What you have to do
I'd like an exact copy of every line from the start of the entries below through the line containing "pub mod error;", please.

Collection entries
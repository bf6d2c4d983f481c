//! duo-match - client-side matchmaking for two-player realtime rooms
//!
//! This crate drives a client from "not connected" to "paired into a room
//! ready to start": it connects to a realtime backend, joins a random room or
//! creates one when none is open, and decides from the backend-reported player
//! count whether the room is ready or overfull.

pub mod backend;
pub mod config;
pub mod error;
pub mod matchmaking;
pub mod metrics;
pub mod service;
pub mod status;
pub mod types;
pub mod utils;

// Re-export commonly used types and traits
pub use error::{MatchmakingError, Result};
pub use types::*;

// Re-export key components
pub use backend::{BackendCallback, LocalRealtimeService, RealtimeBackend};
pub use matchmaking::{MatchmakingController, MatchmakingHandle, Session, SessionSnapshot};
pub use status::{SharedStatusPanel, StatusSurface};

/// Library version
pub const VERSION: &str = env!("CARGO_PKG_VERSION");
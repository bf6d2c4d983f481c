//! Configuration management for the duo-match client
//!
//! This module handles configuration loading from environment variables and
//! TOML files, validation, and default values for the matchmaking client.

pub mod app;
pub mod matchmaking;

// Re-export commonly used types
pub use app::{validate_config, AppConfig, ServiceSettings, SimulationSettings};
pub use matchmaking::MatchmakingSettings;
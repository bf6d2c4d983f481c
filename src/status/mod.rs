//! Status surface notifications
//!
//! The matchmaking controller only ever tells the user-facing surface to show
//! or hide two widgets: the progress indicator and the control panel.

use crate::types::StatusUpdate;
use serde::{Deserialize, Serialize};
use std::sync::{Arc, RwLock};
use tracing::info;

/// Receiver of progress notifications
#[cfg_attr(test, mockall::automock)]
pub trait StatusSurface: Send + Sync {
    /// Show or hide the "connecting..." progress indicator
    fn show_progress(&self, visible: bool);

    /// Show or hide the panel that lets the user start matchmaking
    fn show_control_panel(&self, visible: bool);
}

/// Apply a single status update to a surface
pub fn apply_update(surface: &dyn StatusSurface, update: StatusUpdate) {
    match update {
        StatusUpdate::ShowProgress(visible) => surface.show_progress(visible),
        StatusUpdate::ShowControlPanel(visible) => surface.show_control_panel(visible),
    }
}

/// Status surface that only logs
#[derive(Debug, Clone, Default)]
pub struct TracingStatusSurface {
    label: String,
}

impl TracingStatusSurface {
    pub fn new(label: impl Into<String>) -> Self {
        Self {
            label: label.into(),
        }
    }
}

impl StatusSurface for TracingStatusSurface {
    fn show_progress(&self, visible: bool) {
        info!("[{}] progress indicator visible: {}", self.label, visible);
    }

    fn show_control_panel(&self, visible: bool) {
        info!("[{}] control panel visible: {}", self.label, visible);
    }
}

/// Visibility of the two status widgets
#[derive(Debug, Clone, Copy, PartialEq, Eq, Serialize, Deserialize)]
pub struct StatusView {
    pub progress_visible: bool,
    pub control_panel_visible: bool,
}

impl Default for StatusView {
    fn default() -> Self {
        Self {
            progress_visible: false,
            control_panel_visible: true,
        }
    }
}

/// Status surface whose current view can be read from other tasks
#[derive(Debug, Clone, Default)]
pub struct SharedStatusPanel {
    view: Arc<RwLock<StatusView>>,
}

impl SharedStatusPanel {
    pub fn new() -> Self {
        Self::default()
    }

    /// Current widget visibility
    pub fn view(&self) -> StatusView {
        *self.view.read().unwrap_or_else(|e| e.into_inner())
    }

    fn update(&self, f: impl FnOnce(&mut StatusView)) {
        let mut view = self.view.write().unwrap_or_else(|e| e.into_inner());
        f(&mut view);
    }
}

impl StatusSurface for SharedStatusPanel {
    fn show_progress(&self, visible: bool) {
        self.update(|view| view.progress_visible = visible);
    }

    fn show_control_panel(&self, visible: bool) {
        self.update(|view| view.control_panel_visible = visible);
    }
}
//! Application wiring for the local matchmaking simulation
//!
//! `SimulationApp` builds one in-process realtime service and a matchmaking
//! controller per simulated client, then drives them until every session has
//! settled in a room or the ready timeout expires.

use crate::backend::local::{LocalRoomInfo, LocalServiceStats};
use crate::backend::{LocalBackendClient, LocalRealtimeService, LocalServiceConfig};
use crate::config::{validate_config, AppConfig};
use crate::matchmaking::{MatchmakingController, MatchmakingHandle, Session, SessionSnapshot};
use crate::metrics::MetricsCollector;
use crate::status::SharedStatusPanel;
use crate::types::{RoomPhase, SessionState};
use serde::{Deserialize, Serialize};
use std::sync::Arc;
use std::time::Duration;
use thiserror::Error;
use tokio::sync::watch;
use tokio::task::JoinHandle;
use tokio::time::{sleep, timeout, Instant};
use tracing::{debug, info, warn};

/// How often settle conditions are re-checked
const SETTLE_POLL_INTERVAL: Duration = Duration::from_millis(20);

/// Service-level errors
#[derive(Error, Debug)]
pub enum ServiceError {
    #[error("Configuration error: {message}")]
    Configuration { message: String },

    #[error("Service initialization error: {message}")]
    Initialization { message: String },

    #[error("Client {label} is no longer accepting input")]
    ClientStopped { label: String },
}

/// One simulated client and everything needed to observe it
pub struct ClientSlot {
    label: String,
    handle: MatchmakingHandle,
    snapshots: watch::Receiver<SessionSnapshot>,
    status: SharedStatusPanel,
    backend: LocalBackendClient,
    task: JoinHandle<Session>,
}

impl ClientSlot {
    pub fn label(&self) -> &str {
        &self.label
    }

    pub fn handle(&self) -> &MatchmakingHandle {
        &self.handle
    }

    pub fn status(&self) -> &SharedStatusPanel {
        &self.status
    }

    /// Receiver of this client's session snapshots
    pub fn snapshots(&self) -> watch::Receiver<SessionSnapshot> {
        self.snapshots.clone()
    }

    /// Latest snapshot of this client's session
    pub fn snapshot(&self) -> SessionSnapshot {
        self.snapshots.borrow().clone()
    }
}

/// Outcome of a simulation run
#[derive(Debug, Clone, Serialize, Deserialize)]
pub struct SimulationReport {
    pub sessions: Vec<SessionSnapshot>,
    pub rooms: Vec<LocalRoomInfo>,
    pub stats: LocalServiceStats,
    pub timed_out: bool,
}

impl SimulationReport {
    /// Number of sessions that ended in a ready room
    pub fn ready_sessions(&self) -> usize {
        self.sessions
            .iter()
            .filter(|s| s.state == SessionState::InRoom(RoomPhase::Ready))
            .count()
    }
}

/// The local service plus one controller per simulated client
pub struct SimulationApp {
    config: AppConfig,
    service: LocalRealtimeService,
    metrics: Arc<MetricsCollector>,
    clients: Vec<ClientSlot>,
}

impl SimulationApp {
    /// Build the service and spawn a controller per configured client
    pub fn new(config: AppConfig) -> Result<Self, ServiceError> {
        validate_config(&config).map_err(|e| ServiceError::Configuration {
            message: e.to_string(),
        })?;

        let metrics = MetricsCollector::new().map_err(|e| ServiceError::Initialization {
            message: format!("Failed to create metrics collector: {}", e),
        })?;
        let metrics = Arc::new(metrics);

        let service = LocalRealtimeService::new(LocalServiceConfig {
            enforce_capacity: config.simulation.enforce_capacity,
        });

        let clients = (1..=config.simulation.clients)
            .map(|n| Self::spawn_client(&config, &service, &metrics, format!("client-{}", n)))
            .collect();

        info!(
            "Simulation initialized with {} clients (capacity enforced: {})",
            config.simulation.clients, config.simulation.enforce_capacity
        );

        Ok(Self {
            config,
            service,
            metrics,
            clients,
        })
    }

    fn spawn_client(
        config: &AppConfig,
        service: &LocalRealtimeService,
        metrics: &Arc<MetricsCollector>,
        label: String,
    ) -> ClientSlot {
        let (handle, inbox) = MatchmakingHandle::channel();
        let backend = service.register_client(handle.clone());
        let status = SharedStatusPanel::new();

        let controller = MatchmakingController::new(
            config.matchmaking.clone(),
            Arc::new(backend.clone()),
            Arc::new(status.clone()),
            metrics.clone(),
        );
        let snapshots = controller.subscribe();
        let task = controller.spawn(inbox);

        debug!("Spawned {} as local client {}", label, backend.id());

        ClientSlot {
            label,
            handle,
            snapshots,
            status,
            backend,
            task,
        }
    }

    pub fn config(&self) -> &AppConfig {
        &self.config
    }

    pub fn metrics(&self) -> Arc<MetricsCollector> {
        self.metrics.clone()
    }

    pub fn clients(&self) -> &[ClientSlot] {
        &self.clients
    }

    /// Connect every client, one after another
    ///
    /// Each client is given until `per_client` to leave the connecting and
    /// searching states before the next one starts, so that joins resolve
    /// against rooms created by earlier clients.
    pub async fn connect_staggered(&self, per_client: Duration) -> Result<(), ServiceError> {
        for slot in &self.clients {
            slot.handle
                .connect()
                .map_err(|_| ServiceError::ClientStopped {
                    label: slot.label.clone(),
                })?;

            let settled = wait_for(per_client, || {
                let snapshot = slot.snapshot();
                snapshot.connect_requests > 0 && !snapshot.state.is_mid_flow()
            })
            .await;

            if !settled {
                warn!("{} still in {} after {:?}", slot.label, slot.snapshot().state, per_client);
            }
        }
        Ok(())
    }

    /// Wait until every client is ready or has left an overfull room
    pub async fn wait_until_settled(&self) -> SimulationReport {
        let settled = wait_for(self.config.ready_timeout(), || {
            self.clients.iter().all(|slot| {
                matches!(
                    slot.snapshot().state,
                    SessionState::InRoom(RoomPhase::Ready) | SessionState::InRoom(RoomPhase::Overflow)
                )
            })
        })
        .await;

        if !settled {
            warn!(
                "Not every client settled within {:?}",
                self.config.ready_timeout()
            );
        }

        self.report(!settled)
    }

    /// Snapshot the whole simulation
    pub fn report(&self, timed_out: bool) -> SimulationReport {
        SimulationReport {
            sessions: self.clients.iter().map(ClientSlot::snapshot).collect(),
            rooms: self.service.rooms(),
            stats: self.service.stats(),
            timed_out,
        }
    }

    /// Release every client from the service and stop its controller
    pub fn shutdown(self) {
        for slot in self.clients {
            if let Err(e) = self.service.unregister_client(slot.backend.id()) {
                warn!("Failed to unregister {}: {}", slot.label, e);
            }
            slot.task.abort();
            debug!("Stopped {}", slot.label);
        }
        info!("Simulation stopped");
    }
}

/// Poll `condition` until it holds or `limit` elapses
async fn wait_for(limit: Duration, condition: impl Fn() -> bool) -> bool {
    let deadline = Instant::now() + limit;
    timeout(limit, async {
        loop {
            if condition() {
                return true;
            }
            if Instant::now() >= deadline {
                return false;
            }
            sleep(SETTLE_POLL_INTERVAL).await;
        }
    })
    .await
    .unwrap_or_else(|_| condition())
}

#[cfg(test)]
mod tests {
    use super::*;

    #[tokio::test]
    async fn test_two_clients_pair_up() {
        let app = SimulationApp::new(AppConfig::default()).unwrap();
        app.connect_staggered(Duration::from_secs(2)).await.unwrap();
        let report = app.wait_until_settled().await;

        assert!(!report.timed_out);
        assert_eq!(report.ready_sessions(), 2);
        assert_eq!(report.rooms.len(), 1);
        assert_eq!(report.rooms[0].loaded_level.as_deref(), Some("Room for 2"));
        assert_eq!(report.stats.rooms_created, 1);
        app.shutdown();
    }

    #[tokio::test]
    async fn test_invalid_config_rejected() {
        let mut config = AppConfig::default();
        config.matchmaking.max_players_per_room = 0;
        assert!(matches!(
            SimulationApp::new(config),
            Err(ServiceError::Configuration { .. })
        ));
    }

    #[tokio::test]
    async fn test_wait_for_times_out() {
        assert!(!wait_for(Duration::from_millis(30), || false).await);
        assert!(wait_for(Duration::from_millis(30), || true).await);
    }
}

Solution to the problem
repository bf6d2c4d983f481c
//! duo-match - client-side matchmaking for two-player realtime rooms
//!
//! This crate drives a client from "not connected" to "paired into a room
//! ready to start": it connects to a realtime backend, joins a random room or
//! creates one when none is open, and decides from the backend-reported player
//! count whether the room is ready or overfull.

pub mod backend;
pub mod config;
pub mod error;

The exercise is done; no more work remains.